(Stored data)
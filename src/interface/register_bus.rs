//! Register-addressed bus capability built on `embedded-hal` I2C.

use embedded_hal::i2c::I2c;

use crate::error::{Error, Result};

/// Raw primitives of a register-addressed bus.
pub trait RegisterBus {
    /// Error type produced by the concrete transport.
    type Error;

    /// Writes the whole buffer in one transaction.
    fn write(&mut self, buffer: &[u8]) -> core::result::Result<(), Self::Error>;

    /// Fills the whole buffer in one transaction.
    fn read(&mut self, buffer: &mut [u8]) -> core::result::Result<(), Self::Error>;

    /// Writes `write`, then reads into `read` without releasing the bus.
    fn write_read(&mut self, write: &[u8], read: &mut [u8])
    -> core::result::Result<(), Self::Error>;
}

/// Register access on top of a [`RegisterBus`].
///
/// Reuses fixed scratch buffers on every call, so one instance must not be
/// driven from more than one context at a time. `N` bounds the payload of
/// [`write_registers`](Self::write_registers).
pub struct RegisterDevice<B, const N: usize = 32> {
    bus: B,
    write1: [u8; 1],
    write2: [u8; 2],
    read1: [u8; 1],
    block: [u8; N],
}

impl<B, const N: usize> RegisterDevice<B, N> {
    /// Wraps `bus` with zeroed scratch buffers.
    pub const fn new(bus: B) -> Self {
        Self {
            bus,
            write1: [0; 1],
            write2: [0; 2],
            read1: [0; 1],
            block: [0; N],
        }
    }

    /// Provides mutable access to the wrapped bus.
    pub fn bus_mut(&mut self) -> &mut B {
        &mut self.bus
    }

    /// Consumes the device and returns the owned bus.
    pub fn release(self) -> B {
        self.bus
    }
}

impl<B, E, const N: usize> RegisterDevice<B, N>
where
    B: RegisterBus<Error = E>,
{
    /// Writes a single register.
    pub fn write_register(&mut self, register: u8, value: u8) -> Result<(), E> {
        self.write2 = [register, value];
        self.bus.write(&self.write2)?;
        Ok(())
    }

    /// Writes `values` to consecutive registers starting at `register`.
    pub fn write_registers(&mut self, register: u8, values: &[u8]) -> Result<(), E> {
        let len = values.len() + 1;
        if len > N {
            return Err(Error::BufferTooSmall);
        }

        self.block[0] = register;
        self.block[1..len].copy_from_slice(values);
        self.bus.write(&self.block[..len])?;
        Ok(())
    }

    /// Reads a single register.
    pub fn read_register(&mut self, register: u8) -> Result<u8, E> {
        self.write1[0] = register;
        self.bus.write_read(&self.write1, &mut self.read1)?;
        Ok(self.read1[0])
    }

    /// Reads consecutive registers starting at `register` into `values`.
    pub fn read_registers_into(&mut self, register: u8, values: &mut [u8]) -> Result<(), E> {
        self.write1[0] = register;
        self.bus.write_read(&self.write1, values)?;
        Ok(())
    }

    /// Reads `COUNT` consecutive registers starting at `register`.
    pub fn read_registers<const COUNT: usize>(&mut self, register: u8) -> Result<[u8; COUNT], E> {
        let mut values = [0u8; COUNT];
        self.read_registers_into(register, &mut values)?;
        Ok(values)
    }
}

/// [`RegisterBus`] over an `embedded-hal` I2C bus and a 7-bit device address.
pub struct I2cRegisterBus<I2C> {
    i2c: I2C,
    address: u8,
}

impl<I2C> I2cRegisterBus<I2C> {
    /// Binds `i2c` to the device at `address`.
    pub const fn new(i2c: I2C, address: u8) -> Self {
        Self { i2c, address }
    }

    /// Device address used for every transaction.
    pub fn address(&self) -> u8 {
        self.address
    }

    /// Consumes the bus and returns the owned I2C peripheral.
    pub fn release(self) -> I2C {
        self.i2c
    }
}

impl<I2C> RegisterBus for I2cRegisterBus<I2C>
where
    I2C: I2c,
{
    type Error = I2C::Error;

    fn write(&mut self, buffer: &[u8]) -> core::result::Result<(), Self::Error> {
        self.i2c.write(self.address, buffer)
    }

    fn read(&mut self, buffer: &mut [u8]) -> core::result::Result<(), Self::Error> {
        self.i2c.read(self.address, buffer)
    }

    fn write_read(
        &mut self,
        write: &[u8],
        read: &mut [u8],
    ) -> core::result::Result<(), Self::Error> {
        self.i2c.write_read(self.address, write, read)
    }
}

◆ **Directions**
Would you copy out every line in the records that includes the string "starting"?

◆ **Answer box**
    /// Writes `values` to consecutive registers starting at `register`.
    /// Reads consecutive registers starting at `register` into `values`.
    /// Reads `COUNT` consecutive registers starting at `register`.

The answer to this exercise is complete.